= Beginning of Section =
//! Device-side view of a manifest.
//!
//! Devices compare their running version against `version` and `min_version`
//! and verify every digest before flashing. These helpers encode that
//! contract so tooling and tests can check manifests the way a device would.

use std::path::Path;

use crate::fs::digest::{digest_file, is_sha256_hex};
use crate::manifest::Manifest;
use crate::utils::{Result, SyncError};
use crate::version::FirmwareVersion;

/// What a device running `running` should do with a manifest
#[derive(Debug, Clone, PartialEq, Eq)]
pub enum UpdatePlan {
    /// Running version is already at or above the manifest version
    UpToDate,

    /// Download and verify the artifacts, then flash `target`
    Apply { target: FirmwareVersion },

    /// Running version is below `min_version`; the device must first move to
    /// an intermediate release instead of jumping straight to the latest
    NeedsIntermediate { min_version: FirmwareVersion },
}

pub fn plan_update(running: &FirmwareVersion, manifest: &Manifest) -> UpdatePlan {
    if *running >= manifest.version {
        UpdatePlan::UpToDate
    } else if *running < manifest.min_version {
        UpdatePlan::NeedsIntermediate {
            min_version: manifest.min_version.clone(),
        }
    } else {
        UpdatePlan::Apply {
            target: manifest.version.clone(),
        }
    }
}

/// Check a downloaded file against the digest (and size, for binaries) from a manifest.
///
/// A malformed expected digest is rejected before the file is read.
pub fn verify_file(path: &Path, expected_sha256: &str, expected_size: Option<u64>) -> Result<()> {
    if !is_sha256_hex(expected_sha256) {
        return Err(SyncError::InvalidDigest(expected_sha256.to_string()));
    }

    let digest = digest_file(path)?;

    if let Some(size) = expected_size {
        if digest.size != size {
            return Err(SyncError::DigestMismatch {
                path: path.to_path_buf(),
                expected: format!("{} bytes", size),
                actual: format!("{} bytes", digest.size),
            });
        }
    }

    if digest.sha256 != expected_sha256 {
        return Err(SyncError::DigestMismatch {
            path: path.to_path_buf(),
            expected: expected_sha256.to_string(),
            actual: digest.sha256,
        });
    }

    Ok(())
}
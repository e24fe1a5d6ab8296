//! Streaming SHA-256 digests for artifact files.

use sha2::{Digest, Sha256};
use std::fs::File;
use std::io::{self, Read};
use std::path::Path;

/// Read buffer size (64KB)
const CHUNK_SIZE: usize = 64 * 1024;

/// Digest and exact byte length of a file
#[derive(Debug, Clone, PartialEq, Eq)]
pub struct FileDigest {
    /// Lowercase hex SHA-256 of the file contents
    pub sha256: String,

    /// File size in bytes
    pub size: u64,
}

/// Hash a file without loading it into memory.
///
/// The size is counted from the bytes actually hashed, so digest and size
/// always describe the same content.
pub fn digest_file(path: &Path) -> io::Result<FileDigest> {
    let file = File::open(path)?;
    digest_reader(file)
}

/// Hash everything readable from `reader`.
pub fn digest_reader<R: Read>(mut reader: R) -> io::Result<FileDigest> {
    let mut hasher = Sha256::new();
    let mut buffer = vec![0u8; CHUNK_SIZE];
    let mut size = 0u64;

    loop {
        let read = match reader.read(&mut buffer) {
            Ok(0) => break,
            Ok(n) => n,
            Err(e) if e.kind() == io::ErrorKind::Interrupted => continue,
            Err(e) => return Err(e),
        };
        hasher.update(&buffer[..read]);
        size += read as u64;
    }

    Ok(FileDigest {
        sha256: hex::encode(hasher.finalize()),
        size,
    })
}

/// True if `value` is a 64 character lowercase hex digest.
pub fn is_sha256_hex(value: &str) -> bool {
    value.len() == 64 && value.bytes().all(|b| matches!(b, b'0'..=b'9' | b'a'..=b'f'))
}
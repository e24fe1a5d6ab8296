//! Repository layout and device discovery.
//!
//! The repository is a plain directory tree:
//!
//! ```text
//! firmware/<device>/v<maj>.<min>.<patch>/firmware.bin
//! spiffs/<device>/v<maj>.<min>.<patch>/spiffs.bin
//! config/<device>/config.yaml
//! firmware/<device>.manifest.json
//! ```

use std::collections::BTreeSet;
use std::path::{Path, PathBuf};
use walkdir::{DirEntry, WalkDir};

use crate::config::LayoutConfig;
use crate::utils::{Result, SyncError};
use crate::version::FirmwareVersion;

/// Suffix appended to a device name to form its manifest file name
pub const MANIFEST_SUFFIX: &str = ".manifest.json";

/// Resolved paths for one repository checkout
#[derive(Debug, Clone)]
pub struct RepoLayout {
    root: PathBuf,
    layout: LayoutConfig,
}

impl RepoLayout {
    pub fn new(root: impl Into<PathBuf>, layout: LayoutConfig) -> Self {
        Self {
            root: root.into(),
            layout,
        }
    }

    pub fn root(&self) -> &Path {
        &self.root
    }

    pub fn exclude_patterns(&self) -> &[String] {
        &self.layout.exclude_patterns
    }

    pub fn firmware_root(&self) -> PathBuf {
        self.root.join(&self.layout.firmware_dir)
    }

    pub fn spiffs_root(&self) -> PathBuf {
        self.root.join(&self.layout.spiffs_dir)
    }

    pub fn config_root(&self) -> PathBuf {
        self.root.join(&self.layout.config_dir)
    }

    pub fn firmware_device_dir(&self, device: &str) -> PathBuf {
        self.firmware_root().join(device)
    }

    pub fn firmware_binary(&self, device: &str, version: &FirmwareVersion) -> PathBuf {
        self.firmware_device_dir(device)
            .join(version.dir_name())
            .join(&self.layout.firmware_file)
    }

    /// Filesystem image for `device`, versioned in lockstep with the firmware
    pub fn spiffs_image(&self, device: &str, version: &FirmwareVersion) -> PathBuf {
        self.spiffs_root()
            .join(device)
            .join(version.dir_name())
            .join(&self.layout.spiffs_file)
    }

    pub fn config_file(&self, device: &str) -> PathBuf {
        self.config_root().join(device).join(&self.layout.config_file)
    }

    pub fn manifest_path(&self, device: &str) -> PathBuf {
        self.firmware_root().join(format!("{}{}", device, MANIFEST_SUFFIX))
    }

    /// Repository-relative path with `/` separators and each segment
    /// percent-encoded, ready to append to the base URL
    pub fn relative_url_path(&self, path: &Path) -> String {
        let relative = path.strip_prefix(&self.root).unwrap_or(path);
        relative
            .components()
            .map(|c| urlencoding::encode(&c.as_os_str().to_string_lossy()).into_owned())
            .collect::<Vec<_>>()
            .join("/")
    }

    /// Device names found under the firmware root.
    ///
    /// A missing or unreadable firmware root is fatal for the whole run.
    pub fn firmware_devices(&self) -> Result<Vec<String>> {
        let root = self.firmware_root();
        list_subdirectories(&root, self.exclude_patterns())
            .map(|dirs| dirs.into_iter().map(|(name, _)| name).collect())
            .map_err(|e| match e {
                SyncError::Io(source) => SyncError::UnreadableRepository { path: root, source },
                other => other,
            })
    }

    /// Device names found under the spiffs and config roots, which may be absent.
    pub fn auxiliary_devices(&self) -> Result<BTreeSet<String>> {
        let mut devices = BTreeSet::new();
        for root in [self.spiffs_root(), self.config_root()] {
            if !root.is_dir() {
                continue;
            }
            for (name, _) in list_subdirectories(&root, self.exclude_patterns())? {
                devices.insert(name);
            }
        }
        Ok(devices)
    }
}

/// List the immediate subdirectories of `dir`, sorted by name.
///
/// Symlinks are not followed and names matching an exclude pattern are skipped.
pub fn list_subdirectories(dir: &Path, exclude_patterns: &[String]) -> Result<Vec<(String, PathBuf)>> {
    let walker = WalkDir::new(dir)
        .min_depth(1)
        .max_depth(1)
        .follow_links(false)
        .sort_by_file_name();

    let mut dirs = Vec::new();
    for entry in walker {
        let entry = entry.map_err(walk_error)?;

        if !entry.file_type().is_dir() || should_exclude(&entry, exclude_patterns) {
            continue;
        }

        let name = entry.file_name().to_string_lossy().into_owned();
        dirs.push((name, entry.into_path()));
    }

    Ok(dirs)
}

/// Check if a directory entry should be excluded based on patterns
fn should_exclude(entry: &DirEntry, patterns: &[String]) -> bool {
    let file_name = entry.file_name().to_string_lossy();
    patterns.iter().any(|pattern| file_name.contains(pattern.as_str()))
}

fn walk_error(err: walkdir::Error) -> SyncError {
    let message = err.to_string();
    match err.into_io_error() {
        Some(io) => SyncError::Io(io),
        None => SyncError::Io(std::io::Error::other(message)),
    }
}
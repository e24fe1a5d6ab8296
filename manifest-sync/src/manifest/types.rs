//! Manifest document types.
//!
//! One manifest per device, serialized as `firmware/<device>.manifest.json`.

use serde::{Deserialize, Serialize};
use serde_json::{Map, Value};

use crate::fs::digest::FileDigest;
use crate::version::FirmwareVersion;

/// Keys owned by the synchronizer; anything else in a manifest is preserved as-is.
pub const KNOWN_KEYS: [&str; 8] = [
    "$schema",
    "name",
    "chip",
    "version",
    "min_version",
    "firmware",
    "spiffs",
    "config",
];

/// Device manifest.
///
/// Field order is the on-disk key order.
#[derive(Debug, Clone, PartialEq, Serialize, Deserialize)]
pub struct Manifest {
    #[serde(rename = "$schema", default, skip_serializing_if = "Option::is_none")]
    pub schema: Option<String>,

    pub name: String,

    /// Hardware identifier, curated by hand
    pub chip: String,

    pub version: FirmwareVersion,

    /// Devices running below this version must not jump straight to `version`
    pub min_version: FirmwareVersion,

    pub firmware: BinaryArtifact,

    #[serde(default, skip_serializing_if = "Option::is_none")]
    pub spiffs: Option<BinaryArtifact>,

    #[serde(default, skip_serializing_if = "Option::is_none")]
    pub config: Option<ConfigArtifact>,

    /// Unrecognized keys carried over from the previous manifest
    #[serde(flatten)]
    pub extra: Map<String, Value>,
}

/// A flashable artifact (firmware or filesystem image)
#[derive(Debug, Clone, PartialEq, Eq, Serialize, Deserialize)]
pub struct BinaryArtifact {
    pub url: String,
    pub sha256: String,
    pub size: u64,
}

/// The device config file. No size is recorded since it is parsed, not flashed.
#[derive(Debug, Clone, PartialEq, Eq, Serialize, Deserialize)]
pub struct ConfigArtifact {
    pub url: String,
    pub sha256: String,
}

impl BinaryArtifact {
    pub fn new(url: String, digest: FileDigest) -> Self {
        Self {
            url,
            sha256: digest.sha256,
            size: digest.size,
        }
    }
}

impl ConfigArtifact {
    pub fn new(url: String, digest: FileDigest) -> Self {
        Self {
            url,
            sha256: digest.sha256,
        }
    }
}

/// Render any manifest value in the canonical on-disk format.
pub fn render_json(value: &Value) -> serde_json::Result<String> {
    let mut text = serde_json::to_string_pretty(value)?;
    text.push('\n');
    Ok(text)
}

#[cfg(test)]
mod tests {
    use super::*;

    fn sample() -> Manifest {
        Manifest {
            schema: Some("https://example.com/manifest.schema.json".to_string()),
            name: "lamp".to_string(),
            chip: "esp32".to_string(),
            version: FirmwareVersion::new(1, 2, 0),
            min_version: FirmwareVersion::new(1, 0, 0),
            firmware: BinaryArtifact {
                url: "https://example.com/firmware/lamp/v1.2.0/firmware.bin".to_string(),
                sha256: "a".repeat(64),
                size: 42,
            },
            spiffs: None,
            config: None,
            extra: Map::new(),
        }
    }

    #[test]
    fn test_key_order_and_trailing_newline() {
        let text = render_json(&serde_json::to_value(sample()).unwrap()).unwrap();
        assert!(text.starts_with("{\n  \"$schema\": "));
        assert!(text.ends_with("}\n"));

        let positions: Vec<usize> = ["\"name\"", "\"chip\"", "\"version\"", "\"min_version\"", "\"firmware\""]
            .iter()
            .map(|k| text.find(k).unwrap())
            .collect();
        assert!(positions.windows(2).all(|w| w[0] < w[1]));
    }

    #[test]
    fn test_optional_artifacts_are_omitted() {
        let value = serde_json::to_value(sample()).unwrap();
        let obj = value.as_object().unwrap();
        assert!(!obj.contains_key("spiffs"));
        assert!(!obj.contains_key("config"));
    }

    #[test]
    fn test_extra_keys_survive() {
        let mut manifest = sample();
        manifest
            .extra
            .insert("description".to_string(), Value::String("hallway lamp".to_string()));

        let text = render_json(&serde_json::to_value(&manifest).unwrap()).unwrap();
        let back: Manifest = serde_json::from_str(&text).unwrap();
        assert_eq!(back.extra.get("description"), Some(&Value::String("hallway lamp".to_string())));
        assert_eq!(back, manifest);
    }
}
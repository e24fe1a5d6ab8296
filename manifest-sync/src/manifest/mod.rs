//! Per-device OTA manifest: document model, schema gate and storage.

pub mod schema;
pub mod store;
pub mod types;

pub use schema::ManifestSchema;
pub use types::{BinaryArtifact, ConfigArtifact, Manifest};
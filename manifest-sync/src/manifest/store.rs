//! Reading the previous manifest and writing the new one.

use serde_json::{Map, Value};
use std::fs;
use std::io::Write;
use std::path::{Path, PathBuf};

use super::schema::ManifestSchema;
use super::types::{render_json, KNOWN_KEYS};
use crate::utils::{Result, SyncError};
use crate::version::FirmwareVersion;

/// Hand-curated state recovered from an existing manifest
#[derive(Debug, Clone, Default)]
pub struct PriorManifest {
    pub schema: Option<String>,
    pub chip: Option<String>,
    pub min_version: Option<FirmwareVersion>,
    pub version: Option<FirmwareVersion>,

    /// Keys the synchronizer does not own
    pub extra: Map<String, Value>,

    /// Exact file contents, for change detection
    pub text: String,
}

/// Load the manifest at `path`.
///
/// Returns `Ok(None)` when no manifest exists yet. A manifest that exists but
/// cannot be read as a JSON object, or whose curated fields are malformed, is
/// an error: rewriting it would silently drop hand-maintained values.
pub fn load_prior(path: &Path) -> Result<Option<PriorManifest>> {
    let text = match fs::read_to_string(path) {
        Ok(text) => text,
        Err(e) if e.kind() == std::io::ErrorKind::NotFound => return Ok(None),
        Err(e) => return Err(e.into()),
    };

    let invalid = |reason: String| SyncError::InvalidManifest {
        path: path.to_path_buf(),
        reason,
    };

    let value: Value = serde_json::from_str(&text).map_err(|e| invalid(e.to_string()))?;
    let Value::Object(mut object) = value else {
        return Err(invalid("top level is not an object".to_string()));
    };

    let schema = take_string(&mut object, "$schema").map_err(invalid)?;
    let chip = take_string(&mut object, "chip").map_err(invalid)?;
    let min_version = take_string(&mut object, "min_version")
        .map_err(invalid)?
        .map(|raw| FirmwareVersion::parse(&raw))
        .transpose()
        .map_err(|e| invalid(format!("min_version: {}", e)))?;

    // A stale `version` only feeds a regression warning, so a bad one is dropped.
    let version = take_string(&mut object, "version")
        .ok()
        .flatten()
        .and_then(|raw| FirmwareVersion::parse(&raw).ok());

    // shift_remove keeps the remaining keys in file order.
    for key in KNOWN_KEYS {
        object.shift_remove(key);
    }

    Ok(Some(PriorManifest {
        schema,
        chip,
        min_version,
        version,
        extra: object,
        text,
    }))
}

fn take_string(object: &mut Map<String, Value>, key: &str) -> std::result::Result<Option<String>, String> {
    match object.shift_remove(key) {
        None | Some(Value::Null) => Ok(None),
        Some(Value::String(s)) => Ok(Some(s)),
        Some(other) => Err(format!("{} must be a string, found {}", key, other)),
    }
}

/// Result of [`persist`]
#[derive(Debug, Clone, Copy, PartialEq, Eq)]
pub enum WriteOutcome {
    /// Rendered text matches the previous file byte for byte
    Unchanged,
    /// File written
    Written,
    /// File differs but `dry_run` prevented the write
    Pending,
}

/// Validate `value` against the manifest schema and write it to `path` if it
/// differs from `previous`.
///
/// Nothing touches the filesystem unless validation passes.
pub fn persist(
    schema: &ManifestSchema,
    path: &Path,
    value: &Value,
    previous: Option<&str>,
    dry_run: bool,
) -> Result<WriteOutcome> {
    schema.validate(value)?;
    let text = render_json(value)?;

    if previous == Some(text.as_str()) {
        return Ok(WriteOutcome::Unchanged);
    }
    if dry_run {
        return Ok(WriteOutcome::Pending);
    }

    write_atomic(path, text.as_bytes())?;
    Ok(WriteOutcome::Written)
}

/// Write via a sibling temporary file and rename, so readers never observe a
/// partially written manifest.
pub fn write_atomic(path: &Path, contents: &[u8]) -> std::io::Result<()> {
    let tmp_path = temp_path_for(path);

    let result = (|| {
        let mut file = fs::File::create(&tmp_path)?;
        file.write_all(contents)?;
        file.sync_all()?;
        fs::rename(&tmp_path, path)
    })();

    if result.is_err() {
        let _ = fs::remove_file(&tmp_path);
    }
    result
}

fn temp_path_for(path: &Path) -> PathBuf {
    let mut name = path
        .file_name()
        .map(|n| n.to_os_string())
        .unwrap_or_default();
    name.push(".tmp");
    path.with_file_name(name)
}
= End of Section =
▶ PROBLEM TO SOLVE
If a line of the records includes the string "struct", copy it out.

▶ EXPECTED ANSWER
pub struct FileDigest {
pub struct RepoLayout {
pub struct Manifest {
pub struct BinaryArtifact {
pub struct ConfigArtifact {
pub struct PriorManifest {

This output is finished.